The story appeared in James' New York Edition. In his preface James recalled how happy he was that the editors of The Yellow Book, where The Death of the Lion was first published, allowed him to expand the tale beyond the rigid length limitations often imposed on short story writers. He then discusses the tale's plot, noting how society often cares little for the subjects of its fawning attention, even to the point of literally killing them with overdone consideration. In a wryly humorous note James says of the lion, Neil Paraday: "I yet had met him - though in a preserve not perhaps known in all its extent to geographers."

==Criticism==
The Death of the Lion has enjoyed generally favorable criticism over the decades. Reviewers have admired the tale's sardonic, tartly comic view of literary "lionization" by unknowing and careless admirers, who may have only the slightest (if any) acquaintance with the lionized author's works. Frank Kermode, for instance, in his introduction to a Penguin collection which includes the story, appreciated James' "achievement of rendering a tragic donnée in the mode of irony and even, at moments, of farce."

The story clearly has autobiographical resonance, as James himself states in the Notebook entry.

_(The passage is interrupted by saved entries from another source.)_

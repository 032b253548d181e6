//! Unified test utilities for replisync integration tests

use async_trait::async_trait;
use replisync_sync::{ContentHasher, FileHasher, LocalReplicaOps, ReplicaOps, SyncEngine};
use replisync_types::{Digest, Error, Result};
use std::collections::{BTreeMap, BTreeSet};
use std::fs;
use std::path::{Path, PathBuf};
use std::sync::atomic::{AtomicUsize, Ordering};
use std::sync::{Arc, Mutex};
use tempfile::TempDir;
use walkdir::WalkDir;

/// Test data generation patterns
#[derive(Debug, Clone, Copy)]
pub enum TestDataPattern {
    /// All zeros
    Zeros,
    /// Deterministic pseudo-random bytes
    Random,
    /// Structured bytes similar to real files
    Realistic,
}

/// Generate test data with the specified pattern
pub fn generate_test_data(size: usize, pattern: TestDataPattern) -> Vec<u8> {
    match pattern {
        TestDataPattern::Zeros => vec![0u8; size],
        TestDataPattern::Random => {
            use std::collections::hash_map::DefaultHasher;
            use std::hash::{Hash, Hasher};

            // Deterministic so failures reproduce
            let mut data = Vec::with_capacity(size);
            let mut hasher = DefaultHasher::new();
            for i in 0..size {
                i.hash(&mut hasher);
                data.push((hasher.finish() % 256) as u8);
            }
            data
        }
        TestDataPattern::Realistic => (0..size).map(|i| ((i * 7 + 13) % 256) as u8).collect(),
    }
}

/// Write `content` at `rel` under `root`, creating parent directories
pub fn write_file(root: &Path, rel: &str, content: &[u8]) -> PathBuf {
    let path = root.join(rel);
    if let Some(parent) = path.parent() {
        fs::create_dir_all(parent).expect("Failed to create parent directories");
    }
    fs::write(&path, content).expect("Failed to write test file");
    path
}

/// Every regular file under `root`, keyed by its path relative to `root`
///
/// Links are not followed, so a link in a tree never counts as a file.
pub fn tree_contents(root: &Path) -> BTreeMap<PathBuf, Vec<u8>> {
    WalkDir::new(root)
        .min_depth(1)
        .into_iter()
        .map(|entry| entry.expect("Failed to walk tree"))
        .filter(|entry| entry.file_type().is_file())
        .map(|entry| {
            let rel = entry
                .path()
                .strip_prefix(root)
                .expect("Entry outside root")
                .to_path_buf();
            let content = fs::read(entry.path()).expect("Failed to read file");
            (rel, content)
        })
        .collect()
}

/// A source tree and a replica tree in separate temporary directories
pub struct MirrorFixture {
    source: TempDir,
    replica: TempDir,
}

impl MirrorFixture {
    /// Create two empty trees
    pub fn new() -> Self {
        Self {
            source: TempDir::new().expect("Failed to create source dir"),
            replica: TempDir::new().expect("Failed to create replica dir"),
        }
    }

    /// Source root
    pub fn source(&self) -> &Path {
        self.source.path()
    }

    /// Replica root
    pub fn replica(&self) -> &Path {
        self.replica.path()
    }

    /// Write a file into the source tree
    pub fn write_source(&self, rel: &str, content: &[u8]) -> PathBuf {
        write_file(self.source(), rel, content)
    }

    /// Write a file into the replica tree
    pub fn write_replica(&self, rel: &str, content: &[u8]) -> PathBuf {
        write_file(self.replica(), rel, content)
    }

    /// Content of a replica file, if it exists
    pub fn read_replica(&self, rel: &str) -> Option<Vec<u8>> {
        fs::read(self.replica().join(rel)).ok()
    }

    /// Whether the replica holds exactly the source's files and contents
    pub fn is_mirrored(&self) -> bool {
        tree_contents(self.source()) == tree_contents(self.replica())
    }

    /// Run one pass with `engine`
    pub async fn reconcile(&self, engine: &SyncEngine) -> replisync_sync::PassReport {
        engine
            .reconcile(self.source(), self.replica())
            .await
            .expect("Pass failed")
    }
}

impl Default for MirrorFixture {
    fn default() -> Self {
        Self::new()
    }
}

/// Hasher that counts how many files it digested
#[derive(Debug, Default)]
pub struct CountingHasher {
    inner: FileHasher,
    calls: AtomicUsize,
    hashed: Mutex<BTreeSet<PathBuf>>,
}

impl CountingHasher {
    /// Wrap the default file hasher
    pub fn new() -> Self {
        Self::default()
    }

    /// Number of digests computed
    pub fn calls(&self) -> usize {
        self.calls.load(Ordering::SeqCst)
    }

    /// Whether a file whose path ends with `name` was digested
    pub fn hashed(&self, name: &str) -> bool {
        self.hashed
            .lock()
            .expect("Hasher lock poisoned")
            .iter()
            .any(|path| path.ends_with(name))
    }
}

#[async_trait]
impl ContentHasher for CountingHasher {
    async fn digest(&self, path: &Path) -> Result<Digest> {
        self.calls.fetch_add(1, Ordering::SeqCst);
        self.hashed
            .lock()
            .expect("Hasher lock poisoned")
            .insert(path.to_path_buf());
        self.inner.digest(path).await
    }

    fn name(&self) -> &str {
        "counting"
    }
}

/// Replica operations that fail for selected file names
#[derive(Debug, Default)]
pub struct FailingOps {
    fail_copy: BTreeSet<String>,
    fail_remove: BTreeSet<String>,
    calls: Mutex<Vec<String>>,
}

impl FailingOps {
    /// No failures configured
    pub fn new() -> Self {
        Self::default()
    }

    /// Fail every copy whose destination ends with `name`
    pub fn fail_copy(mut self, name: &str) -> Self {
        self.fail_copy.insert(name.to_string());
        self
    }

    /// Fail every removal of a path ending with `name`
    pub fn fail_remove(mut self, name: &str) -> Self {
        self.fail_remove.insert(name.to_string());
        self
    }

    /// Operations performed so far, as `"copy <path>"` or `"remove <path>"`
    pub fn calls(&self) -> Vec<String> {
        self.calls.lock().expect("Ops lock poisoned").clone()
    }

    fn log(&self, operation: &str, path: &Path) {
        self.calls
            .lock()
            .expect("Ops lock poisoned")
            .push(format!("{} {}", operation, path.display()));
    }

    fn matches(names: &BTreeSet<String>, path: &Path) -> bool {
        names.iter().any(|name| path.ends_with(name))
    }
}

#[async_trait]
impl ReplicaOps for FailingOps {
    async fn copy_file(&self, source: &Path, destination: &Path) -> Result<u64> {
        self.log("copy", destination);
        if Self::matches(&self.fail_copy, destination) {
            return Err(Error::other(format!(
                "injected copy failure for {}",
                destination.display()
            )));
        }
        LocalReplicaOps.copy_file(source, destination).await
    }

    async fn remove_file(&self, path: &Path) -> Result<()> {
        self.log("remove", path);
        if Self::matches(&self.fail_remove, path) {
            return Err(Error::other(format!(
                "injected remove failure for {}",
                path.display()
            )));
        }
        LocalReplicaOps.remove_file(path).await
    }

    async fn create_dir_all(&self, path: &Path) -> Result<()> {
        LocalReplicaOps.create_dir_all(path).await
    }
}

/// Engine with the default hasher, operations and sink
pub fn default_engine() -> SyncEngine {
    SyncEngine::new(Arc::new(FileHasher::default()))
}

#[cfg(test)]
mod tests {
    use super::*;

    #[test]
    fn test_generate_test_data_is_deterministic() {
        let a = generate_test_data(1024, TestDataPattern::Random);
        let b = generate_test_data(1024, TestDataPattern::Random);
        assert_eq!(a, b);
        assert_eq!(generate_test_data(16, TestDataPattern::Zeros), vec![0u8; 16]);
    }

    #[test]
    fn test_tree_contents_uses_relative_paths() {
        let fixture = MirrorFixture::new();
        fixture.write_source("a/b/c.txt", b"abc");
        fixture.write_source("top.txt", b"top");

        let contents = tree_contents(fixture.source());
        let keys: Vec<_> = contents.keys().cloned().collect();
        assert_eq!(keys, vec![PathBuf::from("a/b/c.txt"), PathBuf::from("top.txt")]);
        assert!(!fixture.is_mirrored());
    }
}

But the story's style eliminates any hint of self-pity, as Robert Gale pointed out: "James must have seen himself as lionizable; so the story has an autobiographical touch, although totally without self-pity and although James would never have submitted to social exploitation the way Paraday foolishly does...The story is saved from being sad not only by its pervasive ironic and comic tone, but also by its unique ending: two young people marry and pursue an impossible dream, symbolized by a sought-for but never-to-be-found literary treasure."